Material shown: Begin

use std::marker::PhantomData;

use anyfn::{
    args, AnyFunction, AnyResult, Category, Describe, Extract, Parameter, ReturnValue,
    TypeDescriptor, Value,
};
use static_assertions::{assert_impl_all, assert_not_impl_any};

#[derive(Clone, Debug, PartialEq, Value)]
struct Celsius(f64);

#[derive(Clone, Debug, PartialEq, Value)]
enum Reading {
    Missing,
    Temperature(Celsius),
    Labeled { label: String, value: i64 },
}

#[derive(Clone, Debug, PartialEq, Value)]
struct Pair<T, U>
where
    U: Default,
{
    first: T,
    second: U,
}

#[derive(Clone, Debug, PartialEq, Value)]
struct Buffer<const N: usize> {
    bytes: [u8; N],
}

#[derive(Clone, Value)]
struct Tag<T>(PhantomData<T>);

struct NotClone;

assert_impl_all!(Celsius: Describe, Parameter, ReturnValue<'static>, Extract<'static>);
assert_impl_all!(Pair<String, u8>: Describe, Parameter, ReturnValue<'static>, Extract<'static>);
assert_impl_all!(Buffer<4>: Describe, Parameter);
assert_not_impl_any!(Tag<NotClone>: Describe, Parameter);

#[test]
fn derived_types_are_values() {
    let descriptor = TypeDescriptor::of::<Celsius>();
    assert_eq!(descriptor.category(), Category::Value);
    assert!(!descriptor.is_const());
    assert_eq!(descriptor, TypeDescriptor::value::<Celsius>());
    assert!(descriptor.name().ends_with("Celsius"));
}

#[test]
fn derived_struct_round_trips_through_a_call() {
    let warm = AnyFunction::new(|c: Celsius, by: f64| Celsius(c.0 + by));
    assert_eq!(
        warm.parameter_types(),
        [TypeDescriptor::of::<Celsius>(), TypeDescriptor::of::<f64>()]
    );
    assert_eq!(warm.return_type(), TypeDescriptor::of::<Celsius>());

    let c = Celsius(20.0);
    let by = 1.5_f64;
    let result = unsafe { warm.invoke(&args![&c, &by]) }.unwrap();
    assert_eq!(result.value::<Celsius>().unwrap(), Celsius(21.5));
    assert_eq!(c, Celsius(20.0));
}

#[test]
fn derived_enum_round_trips_through_a_call() {
    let label = AnyFunction::new(|r: Reading, label: &String| match r {
        Reading::Temperature(Celsius(t)) => Reading::Labeled {
            label: label.clone(),
            value: t as i64,
        },
        other => other,
    });

    let reading = Reading::Temperature(Celsius(36.6));
    let name = String::from("body");
    let result = unsafe { label.invoke(&args![&reading, &name]) }.unwrap();
    assert_eq!(
        result.value::<Reading>().unwrap(),
        Reading::Labeled {
            label: String::from("body"),
            value: 36
        }
    );

    let missing = Reading::Missing;
    let result = unsafe { label.invoke(&args![&missing, &name]) }.unwrap();
    assert_eq!(result.value::<Reading>().unwrap(), Reading::Missing);
}

#[test]
fn generic_instantiations_are_distinct() {
    assert_ne!(
        TypeDescriptor::of::<Pair<u8, u16>>(),
        TypeDescriptor::of::<Pair<u16, u8>>()
    );
    assert_ne!(TypeDescriptor::of::<Buffer<2>>(), TypeDescriptor::of::<Buffer<3>>());

    let swap = AnyFunction::new(|p: Pair<u8, u16>| Pair {
        first: p.second,
        second: p.first,
    });
    let p = Pair {
        first: 1_u8,
        second: 2_u16,
    };
    let result = unsafe { swap.invoke(&args![&p]) }.unwrap();
    assert_eq!(result.descriptor(), TypeDescriptor::of::<Pair<u16, u8>>());
    assert_eq!(
        result.value::<Pair<u16, u8>>().unwrap(),
        Pair {
            first: 2,
            second: 1
        }
    );
}

#[test]
fn derived_values_are_captured_by_copy() {
    let buffer = Buffer { bytes: [9_u8; 4] };
    let result = AnyResult::capture(buffer.clone());
    let copy = result.clone();
    assert_ne!(result.address(), copy.address());
    assert_eq!(copy.into_value::<Buffer<4>>().unwrap(), buffer);
}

Material shown: End

> _How to complete this task_
Given the entries above, count how many lines include the word "invoke"; respond with the number only.

> _Solution to the problem_
4